The next day, Arden was more herself, although I noticed she took more "breaks" from her play than usual. The stomach pain seemed more intermittent as well. The pediatrician examined her and said we should start her on 1/2 dosage of Mira-lax to rule out the idea of constipation. She also gave me a list of "things to watch for" that might necessitate another trip to the ER (at a children's hospital this time.)
Sure enough, Arden's condition degenerated during the evening, and by Thursday morning, she accumulated each of the "things to watch for" the doctor mentioned the previous day. She was very still, didn't want to be moved, had no appetite, and had a low-grade fever. We called the office again, and once my father came to watch the baby, we were off to meet my husband at A.I. DuPont Hospital for Children in Wilmington, DE.
After a series of tests, from physical exams, to x-rays, ultrasounds, to finally a cat-scan, we had a finding that there was a mass in her abdomen, a tumor. There were strong indications that there was a sack of blood surrounding it, so most likely, some kind of bleeding had occurred (which might have been what caused the sudden pains for her Tues. night.) The tumor measured approximately 10 cm. by 6 cm. They said they suspected Neuroblastoma.

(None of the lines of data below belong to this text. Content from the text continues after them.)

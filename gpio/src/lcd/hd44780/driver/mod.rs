//! HD44780 driver module.
//!
//! [HD44780Interface] is everything the driver needs from the hardware: the 4-bit data lines,
//! the RS, RW and E control lines, and a delay. [GpioHD44780Interface] implements it on top of
//! [crate::GpioOutput] pins and a [crate::GpioBus], [SimulatedHD44780] implements it in memory.
//! [QueuedHD44780Driver] is the driver itself.

mod gpio;
mod queued;
mod sim;

use crate::GpioResult;
use log::trace;
use std::fmt::Debug;
use std::time::Duration;

pub use gpio::*;
pub use queued::*;
pub use sim::*;

pub use crate::lcd::hd44780::instr::ShiftDirection;

/// Primitive bus operations of a 4-bit HD44780 interface.
///
/// The required methods map one-to-one onto control line and data line changes. The provided
/// methods combine them into the three transfers the driver uses: a status read, a byte write
/// and a single-nibble write during the power-on sequence.
pub trait HD44780Interface: Debug {
    /// Drives D4-D7 with the low four bits of `nibble`. The data lines must be outputs.
    fn write_nibble(&mut self, nibble: u8) -> GpioResult<()>;

    /// Raises E, samples D4-D7 and lowers E again. The data lines must be inputs.
    fn read_nibble(&mut self) -> GpioResult<u8>;

    fn set_data_lines_output(&mut self) -> GpioResult<()>;

    fn set_data_lines_input(&mut self) -> GpioResult<()>;

    /// Sets RS: high selects the data register, low the instruction register.
    fn set_register_select(&mut self, high: bool) -> GpioResult<()>;

    /// Sets RW: high reads from the controller, low writes to it.
    fn set_read_write(&mut self, read: bool) -> GpioResult<()>;

    /// Pulses E high then low, latching the nibble on the data lines.
    fn pulse_enable(&mut self) -> GpioResult<()>;

    /// Blocks for `duration`.
    fn delay(&mut self, duration: Duration);

    /// Reads the busy flag and address counter as one byte, high nibble first.
    ///
    /// Leaves RW low and the data lines as inputs.
    fn read_status(&mut self) -> GpioResult<u8> {
        self.set_data_lines_input()?;
        self.set_register_select(false)?;
        self.set_read_write(true)?;
        let high = self.read_nibble()?;
        let low = self.read_nibble()?;
        self.set_read_write(false)?;

        let status = (high << 4) | (low & 0x0F);
        trace!("Read status: {:08b}", status);
        Ok(status)
    }

    /// Writes a whole byte as two nibbles, high nibble first.
    fn write_byte(&mut self, byte: u8, rs: bool) -> GpioResult<()> {
        trace!("Sending byte: {:08b}, RS: {}", byte, rs);
        self.set_register_select(rs)?;
        self.set_read_write(false)?;
        self.set_data_lines_output()?;

        self.write_nibble(byte >> 4)?;
        self.pulse_enable()?;
        self.write_nibble(byte & 0x0F)?;
        self.pulse_enable()
    }

    /// Writes a single instruction nibble. Only meaningful while the controller may still be
    /// in 8-bit mode, during power-on.
    fn write_init_nibble(&mut self, nibble: u8) -> GpioResult<()> {
        trace!("Sending init nibble: {:04b}", nibble);
        self.set_register_select(false)?;
        self.set_read_write(false)?;
        self.set_data_lines_output()?;
        self.write_nibble(nibble)?;
        self.pulse_enable()
    }
}

/// Settings for [QueuedHD44780Driver::init].
#[derive(Debug, Copy, Clone, Eq, PartialEq)]
pub struct HD44780Config {
    /// Two-line mode (rows at DDRAM `0x00` and `0x40`).
    pub two_lines: bool,
    /// 5x10 dot font. Only available in one-line mode.
    pub font_5x10: bool,
    /// Show the underline cursor after initialization.
    pub cursor_on: bool,
    /// Blink the cursor cell after initialization.
    pub blink_on: bool,
    /// Time for the supply to settle before the first bus access.
    pub power_on_delay: Duration,
    /// Maximum status reads while waiting for a blocking instruction to finish.
    pub busy_poll_limit: u32,
    /// Pause between two status reads of a blocking wait.
    pub busy_poll_interval: Duration,
}

impl Default for HD44780Config {
    fn default() -> Self {
        HD44780Config {
            two_lines: true,
            font_5x10: false,
            cursor_on: true,
            blink_on: true,
            power_on_delay: Duration::from_millis(50),
            busy_poll_limit: 10_000,
            busy_poll_interval: Duration::from_micros(10),
        }
    }
}

impl HD44780Config {
    pub fn with_two_lines(mut self, two_lines: bool) -> Self {
        self.two_lines = two_lines;
        self
    }

    pub fn with_font_5x10(mut self, font_5x10: bool) -> Self {
        self.font_5x10 = font_5x10;
        self
    }

    pub fn with_cursor(mut self, cursor_on: bool, blink_on: bool) -> Self {
        self.cursor_on = cursor_on;
        self.blink_on = blink_on;
        self
    }

    pub fn with_power_on_delay(mut self, delay: Duration) -> Self {
        self.power_on_delay = delay;
        self
    }

    pub fn with_busy_poll(mut self, limit: u32, interval: Duration) -> Self {
        self.busy_poll_limit = limit;
        self.busy_poll_interval = interval;
        self
    }
}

The MIBG scan and biopsies confirmed the diagnosis (disease was also found in her bones), and Arden's case was considered stage IV, high risk. We later found out that her battle was made all the more challenging because her N-MYC is amplified, and her tumor has an unfavorable Schimada rating. Thankfully, we were surrounded by the prayers, support, and help of family and friends, known affectionately as the "Arden Nation" as we struggled to understand everything while still being strong for Arden. We enjoyed the good moments with her, the times between painful pokes, tests, vital checks, and visits by strangers who wanted to "take a listen," when she could smile, enjoy books, and even play.

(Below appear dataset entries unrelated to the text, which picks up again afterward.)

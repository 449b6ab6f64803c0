//! HD44780 instruction encoding.
//!
//! Every function here is pure: it turns a display operation into the [QueueEntry] values that
//! carry it, and never touches the bus. Bit positions follow the HD44780 instruction table.

use crate::lcd::hd44780::queue::QueueEntry;
use crate::lcd::hd44780::{LcdError, LcdResult};
use std::iter::{repeat_n, RepeatN};

/// Clears the display and sets the DDRAM address to 0.
pub const CLEAR_DISPLAY: u8 = 0b0000_0001;
/// Sets the DDRAM address to 0 and cancels any display shift.
pub const RETURN_HOME: u8 = 0b0000_0010;
/// Entry mode set. Bit 1 increments the address after each write, bit 0 shifts the display.
pub const ENTRY_MODE: u8 = 0b0000_0100;
pub const ENTRY_INCREMENT: u8 = 0b0000_0010;
pub const ENTRY_SHIFT: u8 = 0b0000_0001;
/// Display on/off control.
pub const DISPLAY_CONTROL: u8 = 0b0000_1000;
pub const DISPLAY_ON: u8 = 0b0000_0100;
pub const CURSOR_ON: u8 = 0b0000_0010;
pub const BLINK_ON: u8 = 0b0000_0001;
/// Cursor or display shift, without changing DDRAM contents.
pub const CURSOR_SHIFT: u8 = 0b0001_0000;
pub const SHIFT_DISPLAY: u8 = 0b0000_1000;
pub const SHIFT_RIGHT: u8 = 0b0000_0100;
/// Function set. Bit 4 (8-bit interface) is never set by this driver.
pub const FUNCTION_SET: u8 = 0b0010_0000;
pub const FUNCTION_8_BIT: u8 = 0b0001_0000;
pub const FUNCTION_2_LINES: u8 = 0b0000_1000;
pub const FUNCTION_5X10: u8 = 0b0000_0100;
pub const SET_CGRAM_ADDRESS: u8 = 0b0100_0000;
pub const SET_DDRAM_ADDRESS: u8 = 0b1000_0000;

/// Busy flag in the status byte. The remaining seven bits are the address counter.
pub const BUSY_FLAG: u8 = 0b1000_0000;

/// DDRAM address of the first column of each row.
pub const ROW_ADDRESSES: [u8; 2] = [0x00, 0x40];

/// Number of user-definable characters in CGRAM.
pub const CUSTOM_CHARACTERS: u8 = 8;

/// Direction of a display or cursor shift.
#[derive(Debug, Copy, Clone, Eq, PartialEq)]
pub enum ShiftDirection {
    Left,
    Right,
}

impl ShiftDirection {
    fn mask(self) -> u8 {
        match self {
            ShiftDirection::Left => 0,
            ShiftDirection::Right => SHIFT_RIGHT,
        }
    }
}

/// `0` is left, `1` is right.
impl TryFrom<u8> for ShiftDirection {
    type Error = LcdError;

    fn try_from(value: u8) -> LcdResult<Self> {
        match value {
            0 => Ok(ShiftDirection::Left),
            1 => Ok(ShiftDirection::Right),
            _ => Err(LcdError::InvalidDirection(value)),
        }
    }
}

/// Converts a `0`/`1` flag to a boolean.
///
/// # Errors
/// - [LcdError::InvalidParameter] naming `name` for any other value.
pub fn flag_from_u8(value: u8, name: &'static str) -> LcdResult<bool> {
    match value {
        0 => Ok(false),
        1 => Ok(true),
        _ => Err(LcdError::InvalidParameter(name)),
    }
}

fn bit(flag: bool, mask: u8) -> u8 {
    if flag { mask } else { 0 }
}

pub fn clear() -> QueueEntry {
    QueueEntry::Command(CLEAR_DISPLAY)
}

pub fn home() -> QueueEntry {
    QueueEntry::Command(RETURN_HOME)
}

/// Gets the DDRAM address of `column` in `row`, wrapped to 7 bits.
pub fn ddram_address(column: u8, row: u8) -> LcdResult<u8> {
    let base = *ROW_ADDRESSES
        .get(row as usize)
        .ok_or(LcdError::InvalidRow(row))?;
    Ok(base.wrapping_add(column) & 0x7F)
}

/// Moves the cursor to `column` of `row` (0 or 1).
pub fn set_position(column: u8, row: u8) -> LcdResult<QueueEntry> {
    Ok(QueueEntry::Command(SET_DDRAM_ADDRESS | ddram_address(column, row)?))
}

pub fn put_char(c: u8) -> QueueEntry {
    QueueEntry::Data(c)
}

/// Encodes every byte of `s` up to, and not including, the first NUL.
pub fn put_string(s: &[u8]) -> impl ExactSizeIterator<Item = QueueEntry> + '_ {
    let end = s.iter().position(|&b| b == 0).unwrap_or(s.len());
    s[..end].iter().copied().map(put_char)
}

/// Shifts the whole display by `count` characters; DDRAM contents stay put.
pub fn shift_display(count: u8, direction: ShiftDirection) -> RepeatN<QueueEntry> {
    let command = CURSOR_SHIFT | SHIFT_DISPLAY | direction.mask();
    repeat_n(QueueEntry::Command(command), count as usize)
}

/// Moves the cursor by `count` characters without shifting the display.
pub fn move_cursor(count: u8, direction: ShiftDirection) -> RepeatN<QueueEntry> {
    let command = CURSOR_SHIFT | direction.mask();
    repeat_n(QueueEntry::Command(command), count as usize)
}

/// Display control with the display kept on.
pub fn cursor_style(cursor_on: bool, blink_on: bool) -> QueueEntry {
    display_control(true, cursor_on, blink_on)
}

pub fn display_control(display_on: bool, cursor_on: bool, blink_on: bool) -> QueueEntry {
    QueueEntry::Command(
        DISPLAY_CONTROL
            | bit(display_on, DISPLAY_ON)
            | bit(cursor_on, CURSOR_ON)
            | bit(blink_on, BLINK_ON),
    )
}

pub fn entry_mode(increment: bool, shift: bool) -> QueueEntry {
    QueueEntry::Command(ENTRY_MODE | bit(increment, ENTRY_INCREMENT) | bit(shift, ENTRY_SHIFT))
}

/// Function set for the 4-bit interface.
pub fn function_set(two_lines: bool, font_5x10: bool) -> QueueEntry {
    QueueEntry::Command(
        FUNCTION_SET | bit(two_lines, FUNCTION_2_LINES) | bit(font_5x10, FUNCTION_5X10),
    )
}

/// Writes a 5x8 glyph into CGRAM `slot` (0-7).
///
/// Only the low five bits of each row are used. The address counter is left in CGRAM, so a
/// position must be set before printing again.
pub fn define_character(slot: u8, rows: [u8; 8]) -> LcdResult<Vec<QueueEntry>> {
    if slot >= CUSTOM_CHARACTERS {
        return Err(LcdError::InvalidParameter("character slot"));
    }
    let mut entries = Vec::with_capacity(rows.len() + 1);
    entries.push(QueueEntry::Command(SET_CGRAM_ADDRESS | (slot << 3)));
    entries.extend(rows.iter().map(|row| QueueEntry::Data(row & 0x1F)));
    Ok(entries)
}

#[cfg(test)]
mod tests {
    use super::*;
    use proptest::prelude::*;
    use QueueEntry::*;

    #[test]
    fn zero_argument_commands() {
        assert_eq!(clear(), Command(0x01));
        assert_eq!(home(), Command(0x02));
    }

    #[test]
    fn position_uses_row_base() {
        assert_eq!(set_position(0, 0), Ok(Command(0x80)));
        assert_eq!(set_position(3, 1), Ok(Command(0xC3)));
        assert_eq!(set_position(0x3F, 1), Ok(Command(0xFF)));
    }

    #[test]
    fn position_wraps_to_seven_bits() {
        assert_eq!(set_position(0x40, 1), Ok(Command(0x80)));
        assert_eq!(set_position(0xFF, 0), Ok(Command(0xFF)));
    }

    #[test]
    fn position_rejects_third_row() {
        assert_eq!(set_position(0, 2), Err(LcdError::InvalidRow(2)));
    }

    #[test]
    fn string_stops_at_nul() {
        let entries: Vec<_> = put_string(b"AB\0CD").collect();
        assert_eq!(entries, vec![Data(b'A'), Data(b'B')]);
        assert_eq!(put_string(b"").len(), 0);
    }

    #[test]
    fn display_shift_repeats() {
        let right: Vec<_> = shift_display(3, ShiftDirection::Right).collect();
        assert_eq!(right, vec![Command(0x1C); 3]);
        let left: Vec<_> = shift_display(2, ShiftDirection::Left).collect();
        assert_eq!(left, vec![Command(0x18); 2]);
        assert_eq!(shift_display(0, ShiftDirection::Left).len(), 0);
    }

    #[test]
    fn cursor_moves_without_display_bit() {
        let entries: Vec<_> = move_cursor(1, ShiftDirection::Right).collect();
        assert_eq!(entries, vec![Command(0x14)]);
        assert_eq!(move_cursor(1, ShiftDirection::Left).next(), Some(Command(0x10)));
    }

    #[test]
    fn raw_direction_is_validated() {
        assert_eq!(ShiftDirection::try_from(0), Ok(ShiftDirection::Left));
        assert_eq!(ShiftDirection::try_from(1), Ok(ShiftDirection::Right));
        assert_eq!(ShiftDirection::try_from(2), Err(LcdError::InvalidDirection(2)));
    }

    #[test]
    fn cursor_style_keeps_display_on() {
        assert_eq!(cursor_style(false, false), Command(0x0C));
        assert_eq!(cursor_style(true, false), Command(0x0E));
        assert_eq!(cursor_style(false, true), Command(0x0D));
        assert_eq!(cursor_style(true, true), Command(0x0F));
        assert_eq!(display_control(false, false, false), Command(0x08));
    }

    #[test]
    fn raw_flags_are_validated() {
        assert_eq!(flag_from_u8(1, "cursor"), Ok(true));
        assert_eq!(flag_from_u8(0, "cursor"), Ok(false));
        assert_eq!(flag_from_u8(7, "blink"), Err(LcdError::InvalidParameter("blink")));
    }

    #[test]
    fn setup_commands() {
        assert_eq!(function_set(true, false), Command(0x28));
        assert_eq!(function_set(false, false), Command(0x20));
        assert_eq!(function_set(true, true), Command(0x2C));
        assert_eq!(entry_mode(true, false), Command(0x06));
    }

    #[test]
    fn custom_character_goes_to_cgram() {
        let entries = define_character(2, [0xFF, 0, 0, 0, 0, 0, 0, 0x11]).unwrap();
        assert_eq!(entries.len(), 9);
        assert_eq!(entries[0], Command(0x50));
        assert_eq!(entries[1], Data(0x1F));
        assert_eq!(entries[8], Data(0x11));
        assert_eq!(
            define_character(8, [0; 8]),
            Err(LcdError::InvalidParameter("character slot"))
        );
    }

    proptest! {
        #[test]
        fn any_valid_position_is_one_ddram_command(column in 0u8..=0x3F, row in 0u8..=1) {
            let base = if row == 0 { 0x00 } else { 0x40 };
            prop_assert_eq!(
                set_position(column, row),
                Ok(Command(0x80 | ((base + column) & 0x7F)))
            );
        }

        #[test]
        fn any_row_above_one_is_rejected(column: u8, row in 2u8..) {
            prop_assert_eq!(set_position(column, row), Err(LcdError::InvalidRow(row)));
        }

        #[test]
        fn strings_map_byte_for_byte(s in proptest::collection::vec(1u8.., 0..64)) {
            let entries: Vec<_> = put_string(&s).collect();
            prop_assert_eq!(entries.len(), s.len());
            for (entry, byte) in entries.iter().zip(&s) {
                prop_assert_eq!(*entry, Data(*byte));
            }
        }
    }
}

Initial treatment at A.I. duPont Hospital for Children
• 10-11-07: Diagnosis, assigned to primary oncologist Dr. Gregory Griffin.
• 10-18-07: Partial tumor resection by Dr. Stephen Murphy, assisted by Dr. Stephen Dunn.
• 10-24-07 to 3-31-08: Induction Chemotherapy under COG protocol A3973 = 2 cycles of chemo, stem cell harvest, 3 more cycles of chemo, second tumor resection (full, completed by same surgeons), 6th cycle of chemo.
• As of 04-10-08: No Evidence of Disease in scans (CT, MIBG, Bone, Marrows). Continued therapy at Children’s Hospital of Philadelphia
• 04-11-08 to 05-15-08: first of two stem cell rescues (tandem transplant) under care of Dr. Stephan Grupp and associates.
* 06/01/08: inpatient for second stem cell rescue (went into respiratory failure and diagnosed with Acute Respiratory Distress Syndrome (ARDS) on 07.25.08 - on oscicllator and ventilator in PICU.)
*08/30/08 - Arden's journey ended, peacefully and painlessly, with her Mommy and Daddy by her side, finally able to hold her and rock her as they said goodbye
Our hearts broke and our spirits sadened on 30 August 2008 when we read that little Arden went home to be with Jesus.
Ardens Mom Amy and Dad Rick and little brother, continue her legacy and continue to be a part of projects to raise funds and awareness to find the cure. Lots of walks and events have already raised thousands of dollars and desperateley needed awareness.
There is so much more in the pipe line - please go and visit Ardens site to learn more and to support support support
Ardens smile will always be so evident at every sun flower that i pass, her spirit will live on always. The work you are doing Rick and Amy is amazing to say the least and we thank you that through your pain and missing your precious girl you continue to fight this fight for the thousands of children around the world.